According to Mitchell, the short-term implications of longer-wavelength VCSELs include the rapid merging of LANs and WANs. "You'll see more LANs extending beyond the building," he surmises. "These VCSELs will also move into MANs and into WDM applications. They will be able to take the cost-effectiveness in the LAN and extend it over 20 to 40 km."
Mitchell sees the long-term impact involving a gradual migration toward VCSELs throughout the component space. "But it's going to take some time, especially in the high end, where you have DFB [distributed-feedback] lasers," he says. "At the same time, VCSELs are going to continue to improve. They already offer lower processing costs and lower manufacturing costs. So VCSELs are going to represent a strong alternative throughout the component space."
Will VCSEL technology eventually replace the Fabry-Perot laser? Ejeckam says yes. "It's mostly a question of cost," he explains. "It's not only cheaper to make a VCSEL chip, it's also cheaper to make the module. All the while, you're getting better performance. VCSELs provide a more narrow, circular beam. Therefore, the angle of divergence is much less in a VCSEL than in an edge-emitting laser. It's much easier to align the fiber with the chip. There is also the benefit of wafer-scale manufacturing and testing which you don't get with edge-emitting products. Those are key packaging benefits of VCSELs."
Ejeckam and Mitchell both acknowledged the spate of announcements in the long-wavelength VCSEL space. "There have been earlier announcements of optically pumped, long-wavelength VCSELs," concedes Mitchell. "But more recent announcements, including ours, have involved electrically pumped VCSELs."
What's the difference? According to Mitchell, optical pumping is a more complex approach. "An optically pumped VCSEL typically requires an electric current which pumps a laser at, say, 850 nm or 980 nm. Then, that laser pumps the 1,300-nm or 1,500-nm VCSEL. We eliminate the additional laser."
Nova Crystals has not yet shared its product with analysts. Instead, the company has been working to address customer needs while ramping up production capacity and capabilities. "We plan to meet with the analysts in October," reports Ejeckam.
Mitchell adds that the Nova Crystal VCSEL product would be in the sampling and testing phase in this month, with commercial product available early next year. Nova Crystals is a privately held company backed by strategic and venture capital. The company was founded in September 1998 and employs 21 people.

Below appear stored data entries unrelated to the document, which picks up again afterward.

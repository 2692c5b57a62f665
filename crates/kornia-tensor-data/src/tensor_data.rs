use crate::{error::TensorDataError, layout::TensorLayout};

/// The highest rank a tensor descriptor can hold.
pub const MAX_TENSOR_RANK: usize = 4;

/// Read-only description of a strided (pitch-linear) tensor in memory.
///
/// All queries are cheap and side-effect free. Strides are in bytes and follow the
/// order of the layout axes, from the slowest to the fastest changing axis.
pub trait StridedTensorData {
    /// Returns the layout of the tensor.
    fn layout(&self) -> TensorLayout;

    /// Returns the number of axes.
    fn rank(&self) -> usize {
        self.layout().rank()
    }

    /// Returns the number of elements along `axis`.
    ///
    /// # Panics
    ///
    /// Panics if `axis >= self.rank()`.
    fn shape(&self, axis: usize) -> i64;

    /// Returns the distance in bytes between two consecutive elements along `axis`.
    ///
    /// # Panics
    ///
    /// Panics if `axis >= self.rank()`.
    fn stride(&self, axis: usize) -> i64;

    /// Returns the address of the first element.
    fn base_ptr(&self) -> *mut u8;
}

/// A plain exported tensor descriptor.
///
/// The descriptor does not own the memory it points to; it is only valid while the
/// buffer it was exported from is alive.
///
/// # Examples
///
/// ```
/// use kornia_tensor_data::{StridedTensorData, TensorDataStrided, TensorLayout};
///
/// let mut data = vec![0u8; 2 * 3 * 4];
/// let desc = TensorDataStrided::new(
///     data.as_mut_ptr(),
///     TensorLayout::Hwc,
///     &[2, 3, 4],
///     &[12, 4, 1],
/// )
/// .unwrap();
///
/// assert_eq!(desc.rank(), 3);
/// assert_eq!(desc.stride(0), 12);
/// ```
#[derive(Clone, Copy, Debug, PartialEq)]
pub struct TensorDataStrided {
    base_ptr: *mut u8,
    layout: TensorLayout,
    shape: [i64; MAX_TENSOR_RANK],
    strides: [i64; MAX_TENSOR_RANK],
}

impl TensorDataStrided {
    /// Creates a new descriptor.
    ///
    /// # Arguments
    ///
    /// * `base_ptr` - The address of the first element.
    /// * `layout` - The axis order of the tensor.
    /// * `shape` - The number of elements per axis.
    /// * `strides` - The byte stride per axis.
    ///
    /// # Errors
    ///
    /// Returns an error if `shape` or `strides` do not have one entry per layout axis,
    /// or if a size is negative.
    pub fn new(
        base_ptr: *mut u8,
        layout: TensorLayout,
        shape: &[i64],
        strides: &[i64],
    ) -> Result<Self, TensorDataError> {
        let rank = layout.rank();
        for len in [shape.len(), strides.len()] {
            if len != rank {
                return Err(TensorDataError::RankMismatch {
                    layout,
                    expected: rank,
                    actual: len,
                });
            }
        }
        if let Some(axis) = shape.iter().position(|&s| s < 0) {
            return Err(TensorDataError::InvalidShape {
                axis,
                size: shape[axis],
            });
        }

        let mut desc = Self {
            base_ptr,
            layout,
            shape: [0; MAX_TENSOR_RANK],
            strides: [0; MAX_TENSOR_RANK],
        };
        desc.shape[..rank].copy_from_slice(shape);
        desc.strides[..rank].copy_from_slice(strides);
        Ok(desc)
    }

    /// Returns the shape of all axes.
    #[inline]
    pub fn shape_slice(&self) -> &[i64] {
        &self.shape[..self.layout.rank()]
    }

    /// Returns the strides of all axes.
    #[inline]
    pub fn strides_slice(&self) -> &[i64] {
        &self.strides[..self.layout.rank()]
    }
}

impl StridedTensorData for TensorDataStrided {
    #[inline]
    fn layout(&self) -> TensorLayout {
        self.layout
    }

    #[inline]
    fn shape(&self, axis: usize) -> i64 {
        self.shape_slice()[axis]
    }

    #[inline]
    fn stride(&self, axis: usize) -> i64 {
        self.strides_slice()[axis]
    }

    #[inline]
    fn base_ptr(&self) -> *mut u8 {
        self.base_ptr
    }
}

impl<D: StridedTensorData + ?Sized> StridedTensorData for &D {
    fn layout(&self) -> TensorLayout {
        (**self).layout()
    }

    fn rank(&self) -> usize {
        (**self).rank()
    }

    fn shape(&self, axis: usize) -> i64 {
        (**self).shape(axis)
    }

    fn stride(&self, axis: usize) -> i64 {
        (**self).stride(axis)
    }

    fn base_ptr(&self) -> *mut u8 {
        (**self).base_ptr()
    }
}

#[cfg(test)]
mod tests {
    use super::*;

    #[test]
    fn descriptor_nhwc() -> Result<(), TensorDataError> {
        let mut data = vec![0u8; 2 * 4 * 8 * 3];
        let desc = TensorDataStrided::new(
            data.as_mut_ptr(),
            TensorLayout::Nhwc,
            &[2, 4, 8, 3],
            &[96, 24, 3, 1],
        )?;
        assert_eq!(desc.rank(), 4);
        assert_eq!(desc.layout(), TensorLayout::Nhwc);
        assert_eq!(desc.shape_slice(), &[2, 4, 8, 3]);
        assert_eq!(desc.strides_slice(), &[96, 24, 3, 1]);
        assert_eq!(desc.shape(2), 8);
        assert_eq!(desc.stride(1), 24);
        assert_eq!(desc.base_ptr(), data.as_mut_ptr());
        Ok(())
    }

    #[test]
    fn descriptor_rank_mismatch() {
        let res = TensorDataStrided::new(
            std::ptr::null_mut(),
            TensorLayout::Hwc,
            &[4, 8],
            &[8, 1],
        );
        assert_eq!(
            res,
            Err(TensorDataError::RankMismatch {
                layout: TensorLayout::Hwc,
                expected: 3,
                actual: 2,
            })
        );

        let res = TensorDataStrided::new(
            std::ptr::null_mut(),
            TensorLayout::Nc,
            &[4, 8],
            &[8, 1, 1],
        );
        assert!(matches!(res, Err(TensorDataError::RankMismatch { actual: 3, .. })));
    }

    #[test]
    fn descriptor_negative_shape() {
        let res = TensorDataStrided::new(
            std::ptr::null_mut(),
            TensorLayout::Nc,
            &[4, -1],
            &[4, 1],
        );
        assert_eq!(res, Err(TensorDataError::InvalidShape { axis: 1, size: -1 }));
    }

    #[test]
    #[should_panic]
    fn descriptor_axis_out_of_rank() {
        let desc =
            TensorDataStrided::new(std::ptr::null_mut(), TensorLayout::Nc, &[4, 2], &[2, 1])
                .unwrap();
        desc.stride(2);
    }
}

Nova Crystals follows the lead of Cielo Communications (Broomfield, CO), which has been working on electrically pumped long-wavelength VCSELs (with 0.06-mW power) in cooperation with Sandia National Laboratories of Albuquerque, NM (see Lightwave, August 2000, page 1). In addition, Bandwidth9 (Fremont, CA) has announced a comparable breakthrough in VCSEL development in the 1,600-nm regime. Principals at Bandwidth9 were unavailable for comment as this issue went to press.